YOUR INSTRUCTIONS: Present each line of the entries below that holds the word "const".

PROVIDED RECORDS:
────────

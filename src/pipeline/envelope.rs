//! External response shapes for a pipeline run.
//!
//! Every run ends in exactly one envelope: a success envelope carrying the
//! ranked matchups, or an error envelope with zeroed counts. Both serialize
//! as plain JSON objects and are returned with HTTP 200.

use std::collections::BTreeMap;

use chrono::{DateTime, Local, NaiveDate, SecondsFormat};
use serde::Serialize;

use crate::pipeline::{PipelineError, PipelineOutput};
use crate::stats::models::{Matchup, QualifiedPlayer, Tier};

pub const APP_NAME: &str = "Whiff Watcher";

const CALCULATION_METHOD: &str = "Batter strikeout rate + Pitcher strikeout rate";
const PITCHER_FORMULA: &str = "strikeouts / batters_faced * 100";

/// Describes where the data came from and the thresholds applied to it.
/// Free-text documentation for consumers; nothing reads it back.
#[derive(Debug, Clone)]
pub struct DataSourceMeta {
    pub data_source: String,
    pub season: i32,
    pub date: NaiveDate,
    pub min_batter_sample: u32,
    pub min_pitcher_sample: u32,
    /// Name of the batter sample basis, e.g. "at_bats".
    pub batter_sample_basis: String,
    pub skipped_records: usize,
    pub unavailable_sources: Vec<String>,
}

#[derive(Debug, Clone, Serialize)]
#[serde(untagged)]
pub enum ResponseEnvelope {
    Success(Box<SuccessEnvelope>),
    Error(ErrorEnvelope),
}

impl ResponseEnvelope {
    pub fn is_error(&self) -> bool {
        matches!(self, Self::Error(_))
    }

    pub fn total_ratings(&self) -> usize {
        match self {
            Self::Success(s) => s.data_summary.total_whiff_ratings,
            Self::Error(_) => 0,
        }
    }

    pub fn generated_at(&self) -> &str {
        match self {
            Self::Success(s) => &s.generated_at,
            Self::Error(e) => &e.generated_at,
        }
    }

    pub fn matchups(&self) -> &[Matchup] {
        match self {
            Self::Success(s) => &s.whiff_watch_ratings,
            Self::Error(_) => &[],
        }
    }
}

#[derive(Debug, Clone, Serialize)]
pub struct SuccessEnvelope {
    pub app_name: &'static str,
    pub generated_at: String,
    pub date: NaiveDate,
    pub season: i32,
    pub data_summary: DataSummary,
    pub whiff_watch_ratings: Vec<Matchup>,
    pub active_batters: Vec<QualifiedPlayer>,
    pub probable_pitchers: Vec<QualifiedPlayer>,
    pub metadata: Metadata,
}

#[derive(Debug, Clone, Serialize)]
pub struct DataSummary {
    pub total_whiff_ratings: usize,
    pub active_batters_count: usize,
    pub probable_pitchers_count: usize,
    pub min_batter_sample: u32,
    pub min_pitcher_sample: u32,
    pub average_whiff_rating: f64,
    pub highest_whiff_rating: f64,
    pub lowest_whiff_rating: f64,
    pub rating_level_counts: BTreeMap<Tier, usize>,
    pub skipped_records: usize,
}

#[derive(Debug, Clone, Serialize)]
pub struct Metadata {
    pub data_source: String,
    pub calculation_method: &'static str,
    pub strikeout_rate_formula: RateFormula,
    pub last_updated: String,
    pub version: &'static str,
    pub data_season: i32,
    pub note: String,
    pub unavailable_sources: Vec<String>,
}

#[derive(Debug, Clone, Serialize)]
pub struct RateFormula {
    pub batter: String,
    pub pitcher: &'static str,
}

#[derive(Debug, Clone, Serialize)]
pub struct ErrorEnvelope {
    pub app_name: &'static str,
    pub generated_at: String,
    pub error: bool,
    pub error_message: String,
    pub error_type: String,
    pub whiff_watch_ratings: Vec<Matchup>,
    pub active_batters: Vec<QualifiedPlayer>,
    pub probable_pitchers: Vec<QualifiedPlayer>,
    pub data_summary: ErrorSummary,
}

#[derive(Debug, Clone, Serialize)]
pub struct ErrorSummary {
    pub total_whiff_ratings: usize,
    pub active_batters_count: usize,
    pub probable_pitchers_count: usize,
    pub error_occurred: bool,
}

/// Wrap a completed pipeline run.
pub fn build_success(output: PipelineOutput, meta: DataSourceMeta) -> ResponseEnvelope {
    let PipelineOutput {
        ranked,
        batters,
        pitchers,
    } = output;
    let generated_at = iso_timestamp(&ranked.generated_at);
    let summary = ranked.summary;

    let note = if ranked.matchups.is_empty() {
        format!("No scheduled matchups resolved for {}", meta.date)
    } else {
        format!(
            "{} matchups across {} probable starters",
            summary.count,
            pitchers.len()
        )
    };

    ResponseEnvelope::Success(Box::new(SuccessEnvelope {
        app_name: APP_NAME,
        generated_at: generated_at.clone(),
        date: meta.date,
        season: meta.season,
        data_summary: DataSummary {
            total_whiff_ratings: summary.count,
            active_batters_count: batters.len(),
            probable_pitchers_count: pitchers.len(),
            min_batter_sample: meta.min_batter_sample,
            min_pitcher_sample: meta.min_pitcher_sample,
            average_whiff_rating: summary.average,
            highest_whiff_rating: summary.max,
            lowest_whiff_rating: summary.min,
            rating_level_counts: summary.tier_counts,
            skipped_records: meta.skipped_records,
        },
        whiff_watch_ratings: ranked.matchups,
        active_batters: batters,
        probable_pitchers: pitchers,
        metadata: Metadata {
            data_source: meta.data_source,
            calculation_method: CALCULATION_METHOD,
            strikeout_rate_formula: RateFormula {
                batter: format!("strikeouts / {} * 100", meta.batter_sample_basis),
                pitcher: PITCHER_FORMULA,
            },
            last_updated: generated_at,
            version: env!("CARGO_PKG_VERSION"),
            data_season: meta.season,
            note,
            unavailable_sources: meta.unavailable_sources,
        },
    }))
}

/// Error envelope with zeroed counts.
pub fn build_error(error_type: &str, message: impl Into<String>) -> ResponseEnvelope {
    ResponseEnvelope::Error(ErrorEnvelope {
        app_name: APP_NAME,
        generated_at: iso_timestamp(&Local::now()),
        error: true,
        error_message: message.into(),
        error_type: error_type.to_string(),
        whiff_watch_ratings: Vec::new(),
        active_batters: Vec::new(),
        probable_pitchers: Vec::new(),
        data_summary: ErrorSummary {
            total_whiff_ratings: 0,
            active_batters_count: 0,
            probable_pitchers_count: 0,
            error_occurred: true,
        },
    })
}

pub fn from_pipeline_error(err: &PipelineError) -> ResponseEnvelope {
    build_error(err.kind(), err.to_string())
}

pub fn iso_timestamp(at: &DateTime<Local>) -> String {
    at.to_rfc3339_opts(SecondsFormat::Millis, false)
}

────────

FINAL ANSWER:
pub const APP_NAME: &str = "Whiff Watcher";
const CALCULATION_METHOD: &str = "Batter strikeout rate + Pitcher strikeout rate";
const PITCHER_FORMULA: &str = "strikeouts / batters_faced * 100";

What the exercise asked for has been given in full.